In Kassel und Nordhessen gibt es viele Menschen, die selbst oder deren Vorfahren aus Ostpreußen stammen. 

Die ehemalige CDU-Landtagsabgeordnete Eve Rotthoff, deren Familie aus Stallupönen stammt und die in der Nähe des Ortes geboren wurde, will dafür sorgen, dass eines, was Kassel und die Ortschaft oder auch den Kreis dort besonders verbindet, nicht in Vergessenheit gerät. Es gibt nämlich, ein Info-Schild unter dem Straßennamen verrät das, eine Patenschaft zwischen der Stadt an der Fulda und dem kleinen Städtchen in Ostpreußen.

Eine sehr alte Verbindung, wie auch Kuebart sagt. Kurz nach Beginn des Ersten Weltkrieges marschierten russische Truppen in Ostpreußen ein und fügten den Deutschen empfindliche Niederlagen bei. Dabei, so Kuebart, wurden viele Ortschaften erheblich zerstört. Erst nach der Schlacht bei Tannenberg wendete sich das Blatt.

Die Truppen, die dann Stallupönen wieder befreiten – das waren Regimenter mit Kasseler Soldaten. Insgesamt führte die Entwicklung in Ostpreußen dazu, so Kuebart, dass man zum Wiederaufbau der Ortschaften von Städten im Reich, die unzerstört geblieben waren, einforderte, den Menschen im Osten zu helfen. So entstand dann 1915 die Städtepatenschaft, die bis heute existiert.
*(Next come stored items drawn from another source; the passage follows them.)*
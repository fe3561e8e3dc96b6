use crate::{Pointee, RegistryError, TypeTag};
use log::trace;
use serde::de::{DeserializeOwned, Deserializer, Error as _};
use std::collections::HashMap;
use std::fmt::{Debug, Formatter};

type ConstructFn<O> = dyn Fn(&mut dyn erased_serde::Deserializer<'_>) -> Result<Box<O>, erased_serde::Error>
    + Send
    + Sync;

fn boxed<O: ?Sized, F>(f: F) -> Box<ConstructFn<O>>
where
    F: Fn(&mut dyn erased_serde::Deserializer<'_>) -> Result<Box<O>, erased_serde::Error>
        + Send
        + Sync
        + 'static,
{
    Box::new(f)
}

/// Trait object types that can be stored behind an owning pointer slot and loaded back.
///
/// Every registry is built once, ahead of any load, and then only read.
/// Use [`crate::polymorphic!`] to implement it.
pub trait Polymorphic: Pointee + 'static {
    fn registry() -> &'static Registry<Self>;
}

/// Constructs one concrete type and hands it out as `Box<O>`.
pub struct Factory<O: ?Sized> {
    tag: &'static str,
    construct: Box<ConstructFn<O>>,
}

impl<O: ?Sized> Factory<O> {
    pub fn tag(&self) -> &'static str {
        self.tag
    }

    /// Deserialize the concrete type from `deserializer` and box it.
    pub fn construct<'de, D: Deserializer<'de>>(&self, deserializer: D) -> Result<Box<O>, D::Error> {
        let mut erased = <dyn erased_serde::Deserializer>::erase(deserializer);
        (self.construct)(&mut erased).map_err(D::Error::custom)
    }
}

impl<O: ?Sized> Debug for Factory<O> {
    fn fmt(&self, f: &mut Formatter<'_>) -> std::fmt::Result {
        f.debug_struct("Factory").field("tag", &self.tag).finish()
    }
}

/// Type tag -> factory map for one trait object type `O`.
pub struct Registry<O: ?Sized> {
    name: &'static str,
    factories: HashMap<&'static str, Factory<O>>,
}

impl<O: ?Sized + 'static> Registry<O> {
    pub fn new(name: &'static str) -> Self {
        Registry {
            name,
            factories: HashMap::new(),
        }
    }

    /// Register concrete type `T` under [`TypeTag::TAG`].
    ///
    /// `upcast` turns the loaded `Box<T>` into `Box<O>`, usually `|b| b`.
    pub fn register<T>(&mut self, upcast: fn(Box<T>) -> Box<O>) -> Result<&mut Self, RegistryError>
    where
        T: TypeTag + DeserializeOwned + 'static,
    {
        if self.factories.contains_key(T::TAG) {
            return Err(RegistryError::DuplicateTag {
                registry: self.name,
                tag: T::TAG,
            });
        }
        trace!("{}: register `{}`", self.name, T::TAG);
        let construct = boxed(move |deserializer| {
            let value: T = erased_serde::deserialize(deserializer)?;
            Ok(upcast(Box::new(value)))
        });
        self.factories.insert(
            T::TAG,
            Factory {
                tag: T::TAG,
                construct,
            },
        );
        Ok(self)
    }

    pub fn name(&self) -> &'static str {
        self.name
    }

    pub fn get(&self, tag: &str) -> Option<&Factory<O>> {
        self.factories.get(tag)
    }

    pub fn contains(&self, tag: &str) -> bool {
        self.factories.contains_key(tag)
    }

    pub fn tags(&self) -> impl Iterator<Item = &'static str> + '_ {
        self.factories.keys().copied()
    }

    pub fn len(&self) -> usize {
        self.factories.len()
    }

    pub fn is_empty(&self) -> bool {
        self.factories.is_empty()
    }
}

impl<O: ?Sized> Debug for Registry<O> {
    fn fmt(&self, f: &mut Formatter<'_>) -> std::fmt::Result {
        let mut tags: Vec<&str> = self.factories.keys().copied().collect();
        tags.sort_unstable();
        f.debug_struct("Registry")
            .field("name", &self.name)
            .field("tags", &tags)
            .finish()
    }
}

/// Last segment of a stringified trait path, `shapes::Shape` -> `Shape`.
#[doc(hidden)]
pub fn trait_name(path: &'static str) -> &'static str {
    path.rsplit("::").next().unwrap_or(path).trim()
}

/// Implement [`Polymorphic`] for `dyn Trait` with a lazily built registry of the listed types.
///
/// The registry is named after the last segment of the trait path.
/// ```
/// use polyarch_base::{polymorphic, Polymorphic, TypeTag};
///
/// mod shapes {
///     pub trait Shape: polyarch_base::Pointee {}
/// }
///
/// #[derive(serde::Serialize, serde::Deserialize)]
/// struct Circle {
///     r: f32,
/// }
/// impl TypeTag for Circle {
///     const TAG: &'static str = "circle";
/// }
/// impl shapes::Shape for Circle {}
///
/// #[derive(serde::Serialize, serde::Deserialize)]
/// struct Square {
///     side: f32,
/// }
/// impl TypeTag for Square {
///     const TAG: &'static str = "square";
/// }
/// impl shapes::Shape for Square {}
///
/// polymorphic!(dyn shapes::Shape { Circle, Square });
///
/// let registry = <dyn shapes::Shape>::registry();
/// assert_eq!(registry.name(), "Shape");
/// assert!(registry.contains("circle") && registry.contains("square"));
/// ```
/// Registering the same tag twice is a programming error and panics on first use.
#[macro_export]
macro_rules! polymorphic {
    (dyn $tr:path { $($ty:ty),* $(,)? }) => {
        impl $crate::Polymorphic for dyn $tr {
            fn registry() -> &'static $crate::Registry<Self> {
                static REGISTRY: ::std::sync::LazyLock<$crate::Registry<dyn $tr>> =
                    ::std::sync::LazyLock::new(|| {
                        let mut registry: $crate::Registry<dyn $tr> =
                            $crate::Registry::new($crate::registry::trait_name(stringify!($tr)));
                        $(
                            if let Err(e) = registry.register::<$ty>(|b| b) {
                                panic!("{e}");
                            }
                        )*
                        registry
                    });
                &REGISTRY
            }
        }
    };
}

#[cfg(test)]
mod tests {
    use super::Registry;
    use crate::{Pointee, Polymorphic, RegistryError, TypeTag};
    use serde::{Deserialize, Serialize};

    trait Layer: Pointee {
        fn width(&self) -> usize;
    }

    #[derive(Serialize, Deserialize)]
    struct Linear {
        width: usize,
    }

    impl TypeTag for Linear {
        const TAG: &'static str = "linear";
    }

    impl Layer for Linear {
        fn width(&self) -> usize {
            self.width
        }
    }

    #[derive(Serialize, Deserialize)]
    struct Identity;

    impl TypeTag for Identity {
        const TAG: &'static str = "identity";
    }

    impl Layer for Identity {
        fn width(&self) -> usize {
            0
        }
    }

    crate::polymorphic!(dyn Layer { Linear, Identity });

    #[test]
    fn duplicate_tag() {
        let mut registry: Registry<dyn Layer> = Registry::new("Layer");
        registry.register::<Linear>(|b| b).unwrap();
        let err = registry.register::<Linear>(|b| b).unwrap_err();
        assert_eq!(
            err,
            RegistryError::DuplicateTag {
                registry: "Layer",
                tag: "linear"
            }
        );
        assert_eq!(registry.len(), 1);
    }

    #[test]
    fn construct_from_json() {
        let registry = <dyn Layer>::registry();
        assert_eq!(registry.name(), "Layer");
        assert!(registry.contains("linear"));
        assert!(!registry.contains("conv"));

        let factory = registry.get("linear").unwrap();
        let mut de = serde_json::Deserializer::from_str(r#"{"width": 12}"#);
        let layer = factory.construct(&mut de).unwrap();
        assert_eq!(layer.width(), 12);
        assert_eq!(layer.type_tag(), "linear");
    }

    #[test]
    fn construct_propagates_data_errors() {
        let factory = <dyn Layer>::registry().get("linear").unwrap();
        let mut de = serde_json::Deserializer::from_str(r#"{"width": "wide"}"#);
        assert!(factory.construct(&mut de).is_err());
    }

    #[test]
    fn registry_named_after_last_path_segment() {
        assert_eq!(super::trait_name("Layer"), "Layer");
        assert_eq!(super::trait_name("nn::layers::Layer"), "Layer");
        assert_eq!(super::trait_name("nn :: Layer"), "Layer");
    }

    #[test]
    fn tags_listing() {
        let mut tags: Vec<&str> = <dyn Layer>::registry().tags().collect();
        tags.sort_unstable();
        assert_eq!(tags, ["identity", "linear"]);
    }
}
Wenn auch der Ort selbst mittlerweile zu Russland gehört und Nesterow heißt (benannt nach einem russischen Offizier, der beim ersten Vorstoß der Roten Armee in Ostpreußen am 20. Oktober 1944 gefallen war).

In Stallupönen bewirkte die Patenschaft auch durch die finanzielle Hilfe einiges: Neue Häuser wurden mit Hilfe aus Nordhessen gebaut – die dazugehörige Straße trug den Namen „Kasseler Straße“. Was naturgemäß heute nicht mehr so ist.
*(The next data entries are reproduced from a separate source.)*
pub mod error;
pub mod registry;
pub mod type_tag;

pub use error::RegistryError;
pub use registry::{Factory, Polymorphic, Registry};
pub use type_tag::{Pointee, TypeTag};
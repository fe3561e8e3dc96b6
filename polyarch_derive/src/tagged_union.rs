use proc_macro2::TokenStream;
use proc_macro_error::abort;
use quote::quote;
use syn::spanned::Spanned;
use syn::{DataEnum, Fields, Ident, Type};

pub fn process_enum(ident: &Ident, de: DataEnum) -> TokenStream {
    if de.variants.is_empty() {
        abort!(ident.span(), "TaggedUnion needs at least one variant");
    }

    let mut names = Vec::new();
    let mut variants = Vec::new();
    let mut tys: Vec<Type> = Vec::new();
    for variant in de.variants.iter() {
        let ty = match &variant.fields {
            Fields::Unnamed(fields_unnamed) if fields_unnamed.unnamed.len() == 1 => {
                fields_unnamed.unnamed[0].ty.clone()
            }
            f => {
                abort!(f.span(), "Each variant must hold exactly one unnamed payload");
            }
        };
        names.push(variant.ident.to_string());
        variants.push(variant.ident.clone());
        tys.push(ty);
    }
    let indices: Vec<usize> = (0..variants.len()).collect();
    let first = &variants[0];

    quote!(
        impl ::polyarch::variant::TaggedUnion for #ident {
            const ALTERNATIVES: &'static [&'static str] = &[#(#names),*];

            fn which(&self) -> usize {
                match self {
                    #( Self::#variants(_) => #indices, )*
                }
            }

            fn save_active<M: ::polyarch::serde::ser::SerializeMap>(
                &self,
                map: &mut M,
            ) -> ::core::result::Result<(), M::Error> {
                match self {
                    #( Self::#variants(payload) => ::polyarch::variant::Alternative::save(payload, map), )*
                }
            }

            #[allow(irrefutable_let_patterns)]
            fn load_active<'de, A: ::polyarch::serde::de::MapAccess<'de>>(
                &mut self,
                which: usize,
                map: &mut A,
                faults: &::polyarch::Faults,
            ) -> ::core::result::Result<(), A::Error> {
                match which {
                    #(
                        #indices => {
                            if let Self::#variants(payload) = self {
                                return ::polyarch::variant::Alternative::load(payload, map, faults);
                            }
                            let mut payload: #tys = ::core::default::Default::default();
                            ::polyarch::variant::Alternative::load(&mut payload, map, faults)?;
                            *self = Self::#variants(payload);
                            ::core::result::Result::Ok(())
                        }
                    )*
                    _ => ::core::result::Result::Err(::polyarch::variant::unknown_variant(
                        which,
                        Self::ALTERNATIVES.len(),
                        faults,
                    )),
                }
            }
        }

        impl ::core::default::Default for #ident {
            fn default() -> Self {
                Self::#first(::core::default::Default::default())
            }
        }
    )
}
Die Tatsache, dass in den schwierigen Zeiten nach dem Zweiten Weltkrieg Stallupönen quasi unerreichbar war, hinderte die Verantwortlichen jedenfalls nicht daran, die Patenschaft 1954 zu erneuern, auf den gesamten Kreis Ebenrode und auch die ehemaligen Bewohner, die geflohen waren, zu erweitern.
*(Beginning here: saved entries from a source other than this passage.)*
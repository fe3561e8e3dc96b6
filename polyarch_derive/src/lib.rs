mod tagged_union;
mod type_tag;

use proc_macro::TokenStream;
use proc_macro_error::{abort, proc_macro_error};
use syn::spanned::Spanned;
use syn::{parse_macro_input, Data, DeriveInput};

/// Implements `polyarch::variant::TaggedUnion` and `Default` for an enum whose variants
/// each hold exactly one payload. The first variant is the default alternative.
#[proc_macro_derive(TaggedUnion)]
#[proc_macro_error]
pub fn tagged_union_fn(input: TokenStream) -> TokenStream {
    let input = parse_macro_input!(input as DeriveInput);
    if input.generics.lt_token.is_some() {
        abort!(input.generics.span(), "Generics are not supported");
    }
    match input.data {
        Data::Enum(de) => tagged_union::process_enum(&input.ident, de).into(),
        Data::Struct(_) | Data::Union(_) => {
            abort!(input.ident.span(), "TaggedUnion can only be derived for enums");
        }
    }
}

/// Implements `polyarch::TypeTag`, with the tag taken from `#[type_tag = "..."]`
/// or the type's identifier.
#[proc_macro_derive(TypeTag, attributes(type_tag))]
#[proc_macro_error]
pub fn type_tag_fn(input: TokenStream) -> TokenStream {
    let input = parse_macro_input!(input as DeriveInput);
    if input.generics.lt_token.is_some() {
        abort!(input.generics.span(), "Generics are not supported");
    }
    type_tag::process(&input.ident, &input.attrs).into()
}
//! Owning pointer slots: `{"id": <type tag>, "data": <object>}`.

use crate::consts::{DATA, ID};
use crate::fields::{expect_end, expect_key};
use crate::{Error, Faults, PtrSlot};
use log::trace;
use polyarch_base::{Factory, Pointee, Polymorphic};
use serde::de::{DeserializeSeed, Deserializer, MapAccess, Visitor};
use serde::ser::{Serialize, SerializeMap, Serializer};
use std::fmt::Formatter;

/// Saves the slot's type tag followed by the object's own fields.
/// An empty slot is saved as `{"id": null}`.
pub struct PointerSaver<'a, O: ?Sized>(&'a PtrSlot<O>);

impl<'a, O: ?Sized> PointerSaver<'a, O> {
    pub fn new(slot: &'a PtrSlot<O>) -> Self {
        PointerSaver(slot)
    }
}

impl<O: ?Sized + Pointee> Serialize for PointerSaver<'_, O> {
    fn serialize<S: Serializer>(&self, serializer: S) -> Result<S::Ok, S::Error> {
        match self.0.get() {
            Some(object) => {
                let mut map = serializer.serialize_map(Some(2))?;
                map.serialize_entry(ID, &Some(object.type_tag()))?;
                map.serialize_entry(DATA, &Data(object))?;
                map.end()
            }
            None => {
                let mut map = serializer.serialize_map(Some(1))?;
                map.serialize_entry(ID, &None::<&str>)?;
                map.end()
            }
        }
    }
}

#[repr(transparent)]
struct Data<'a, O: ?Sized>(&'a O);

impl<O: ?Sized + Pointee> Serialize for Data<'_, O> {
    fn serialize<S: Serializer>(&self, serializer: S) -> Result<S::Ok, S::Error> {
        erased_serde::serialize(self.0, serializer)
    }
}

/// Loads a slot in place.
///
/// The type tag is resolved through [`Polymorphic::registry`] before anything is constructed;
/// an unregistered tag fails with [`Error::UnknownType`] and leaves the slot untouched.
/// A held object is replaced by the newly constructed one, never reused.
pub struct PointerLoader<'a, O: ?Sized> {
    slot: &'a mut PtrSlot<O>,
    faults: &'a Faults,
}

impl<'a, O: ?Sized> PointerLoader<'a, O> {
    pub fn new(slot: &'a mut PtrSlot<O>, faults: &'a Faults) -> Self {
        PointerLoader { slot, faults }
    }
}

impl<'de, O: ?Sized + Polymorphic> DeserializeSeed<'de> for PointerLoader<'_, O> {
    type Value = ();

    fn deserialize<D: Deserializer<'de>>(self, deserializer: D) -> Result<(), D::Error> {
        deserializer.deserialize_map(self)
    }
}

impl<'de, O: ?Sized + Polymorphic> Visitor<'de> for PointerLoader<'_, O> {
    type Value = ();

    fn expecting(&self, f: &mut Formatter) -> std::fmt::Result {
        write!(f, "a pointer to {}", O::registry().name())
    }

    fn visit_map<A: MapAccess<'de>>(self, mut map: A) -> Result<(), A::Error> {
        let registry = O::registry();
        expect_key(&mut map, ID)?;
        let Some(id) = map.next_value::<Option<String>>()? else {
            expect_end(&mut map)?;
            if let Some(released) = self.slot.take() {
                trace!("{}: released `{}`", registry.name(), released.type_tag());
            }
            return Ok(());
        };
        let Some(factory) = registry.get(&id) else {
            return Err(self.faults.raise(Error::UnknownType {
                registry: registry.name(),
                id,
            }));
        };
        expect_key(&mut map, DATA)?;
        let object = map.next_value_seed(Construct(factory))?;
        expect_end(&mut map)?;
        if let Some(released) = self.slot.replace(object) {
            trace!(
                "{}: replaced `{}` with `{}`",
                registry.name(),
                released.type_tag(),
                factory.tag()
            );
        }
        Ok(())
    }
}

struct Construct<'a, O: ?Sized>(&'a Factory<O>);

impl<'de, O: ?Sized> DeserializeSeed<'de> for Construct<'_, O> {
    type Value = Box<O>;

    fn deserialize<D: Deserializer<'de>>(self, deserializer: D) -> Result<Box<O>, D::Error> {
        self.0.construct(deserializer)
    }
}

#[cfg(test)]
mod tests {
    use super::{PointerLoader, PointerSaver};
    use crate::test_types::{Activation, Relu, Sigmoid};
    use crate::{Error, Faults, PtrSlot};
    use serde::de::DeserializeSeed;
    use serde_json::json;

    fn load(slot: &mut PtrSlot<dyn Activation>, json: &str) -> Result<(), Error> {
        let faults = Faults::new();
        let mut de = serde_json::Deserializer::from_str(json);
        PointerLoader::new(slot, &faults)
            .deserialize(&mut de)
            .map_err(|e| faults.resolve(e))
    }

    #[test]
    fn save_layout() {
        let slot: PtrSlot<dyn Activation> = PtrSlot::new(Box::new(Relu { leak: 0.5 }));
        let value = serde_json::to_value(PointerSaver::new(&slot)).unwrap();
        assert_eq!(value, json!({"id": "relu", "data": {"leak": 0.5}}));

        let empty: PtrSlot<dyn Activation> = PtrSlot::empty();
        let value = serde_json::to_value(PointerSaver::new(&empty)).unwrap();
        assert_eq!(value, json!({"id": null}));
    }

    #[test]
    fn load_into_empty_slot() {
        let mut slot: PtrSlot<dyn Activation> = PtrSlot::empty();
        load(&mut slot, r#"{"id": "sigmoid", "data": {"steepness": 2.0}}"#).unwrap();
        assert_eq!(
            slot.downcast_ref::<Sigmoid>(),
            Some(&Sigmoid { steepness: 2.0 })
        );
        assert_eq!(slot.get().unwrap().apply(0.0), 0.5);
    }

    #[test]
    fn load_replaces_held_object() {
        let mut slot: PtrSlot<dyn Activation> = PtrSlot::new(Box::new(Relu { leak: 0.1 }));
        load(&mut slot, r#"{"id": "sigmoid", "data": {"steepness": 1.0}}"#).unwrap();
        assert_eq!(slot.type_tag(), Some("sigmoid"));
        assert!(slot.downcast_ref::<Relu>().is_none());
    }

    #[test]
    fn unknown_type_leaves_slot_untouched() {
        let mut slot: PtrSlot<dyn Activation> = PtrSlot::new(Box::new(Relu { leak: 0.1 }));
        let err = load(&mut slot, r#"{"id": "softmax", "data": {}}"#).unwrap_err();
        match err {
            Error::UnknownType { registry, id } => {
                assert_eq!(registry, "Activation");
                assert_eq!(id, "softmax");
            }
            e => panic!("unexpected error: {e}"),
        }
        assert_eq!(slot.downcast_ref::<Relu>(), Some(&Relu { leak: 0.1 }));
    }

    #[test]
    fn null_releases_object() {
        let mut slot: PtrSlot<dyn Activation> = PtrSlot::new(Box::new(Relu { leak: 0.1 }));
        load(&mut slot, r#"{"id": null}"#).unwrap();
        assert!(slot.is_empty());
    }

    #[test]
    fn field_order_is_enforced() {
        let mut slot: PtrSlot<dyn Activation> = PtrSlot::empty();
        let err = load(&mut slot, r#"{"data": {"leak": 0.0}, "id": "relu"}"#).unwrap_err();
        assert!(err.is_archive_format());
        assert!(slot.is_empty());
    }

    #[test]
    fn bad_object_data_is_a_format_error() {
        let mut slot: PtrSlot<dyn Activation> = PtrSlot::empty();
        let err = load(&mut slot, r#"{"id": "relu", "data": {"leak": "none"}}"#).unwrap_err();
        assert!(err.is_archive_format());
        assert!(slot.is_empty());
    }
}
//! Save and load in place collections of polymorphic values.
//!
//! Three layers are stacked on top of any serde data format:
//! * [`PtrSlot`]: an owning pointer to a trait object, stored with its registered type tag,
//! * [`TaggedUnion`]: one of a fixed list of alternatives, stored with its discriminant,
//! * sequences of either, stored with their length followed by `item{i}` entries.
//!
//! ```
//! use polyarch::{polymorphic, Format, Pointee, PtrSlot, TaggedUnion, TypeTag};
//! use serde::{Deserialize, Serialize};
//!
//! pub trait Shape: Pointee {}
//!
//! #[derive(Serialize, Deserialize, TypeTag)]
//! #[type_tag = "circle"]
//! struct Circle {
//!     r: f32,
//! }
//! impl Shape for Circle {}
//!
//! polymorphic!(dyn Shape { Circle });
//!
//! #[derive(TaggedUnion)]
//! enum Item {
//!     Shape(PtrSlot<dyn Shape>),
//!     Label(String),
//! }
//!
//! let items = vec![
//!     Item::Shape(PtrSlot::new(Box::new(Circle { r: 1.0 }))),
//!     Item::Label("origin".into()),
//! ];
//! let bytes = Format::Json.save(&items).unwrap();
//!
//! let mut loaded: Vec<Item> = Vec::new();
//! Format::Json.load(&mut loaded, &bytes).unwrap();
//! assert_eq!(loaded.len(), 2);
//! ```

extern crate self as polyarch;

pub mod archive;
pub mod consts;
pub mod error;
mod fault;
mod fields;
pub mod pointer;
pub mod sequence;
pub mod slot;
pub mod variant;

#[cfg(test)]
mod test_types;

pub use archive::{load_file, save_file, Format};
pub use error::Error;
pub use fault::Faults;
pub use pointer::{PointerLoader, PointerSaver};
pub use polyarch_base::{polymorphic, Factory, Pointee, Polymorphic, Registry, RegistryError, TypeTag};
pub use polyarch_derive::{TaggedUnion, TypeTag};
pub use sequence::{load_sequence, save_sequence, Element, SequenceLoader, SequenceSaver};
pub use slot::PtrSlot;
pub use variant::{Alternative, TaggedUnion, VariantLoader, VariantSaver};

#[doc(hidden)]
pub use serde;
Die Kasseler Straße in Stallupönen mit dem Kasseler Baublock (links).
© Kreisgemeinschaft Ebenrode/Stallupönen e.V.

In Kassel sieht man keinen Grund, die Patenschaft zu ignorieren. Oberbürgermeister Christian Geselle schreibt auch mal ein Grußwort für den Heimatbrief, das 300-jährige Gründungsfest der Stadt Stallupönen wurde im Frühjahr 2022 in Kassel gefeiert. Im Stadtarchiv gibt es Bestände, die die Patenschaft dokumentieren. 

Aber die über 1.200 Mitglieder der Kreisgemeinschaft haben gerade in jetziger Zeit ein Problem: Die Heimat oder die Heimat der Vorfahren zu besuchen. Der russische Angriff auf die Ukraine macht touristische Exkursionen nach Ostpreußen so gut wie unmöglich. Was auch auf die Hilfslieferungen für die deutschstämmige Bevölkerung zutrifft.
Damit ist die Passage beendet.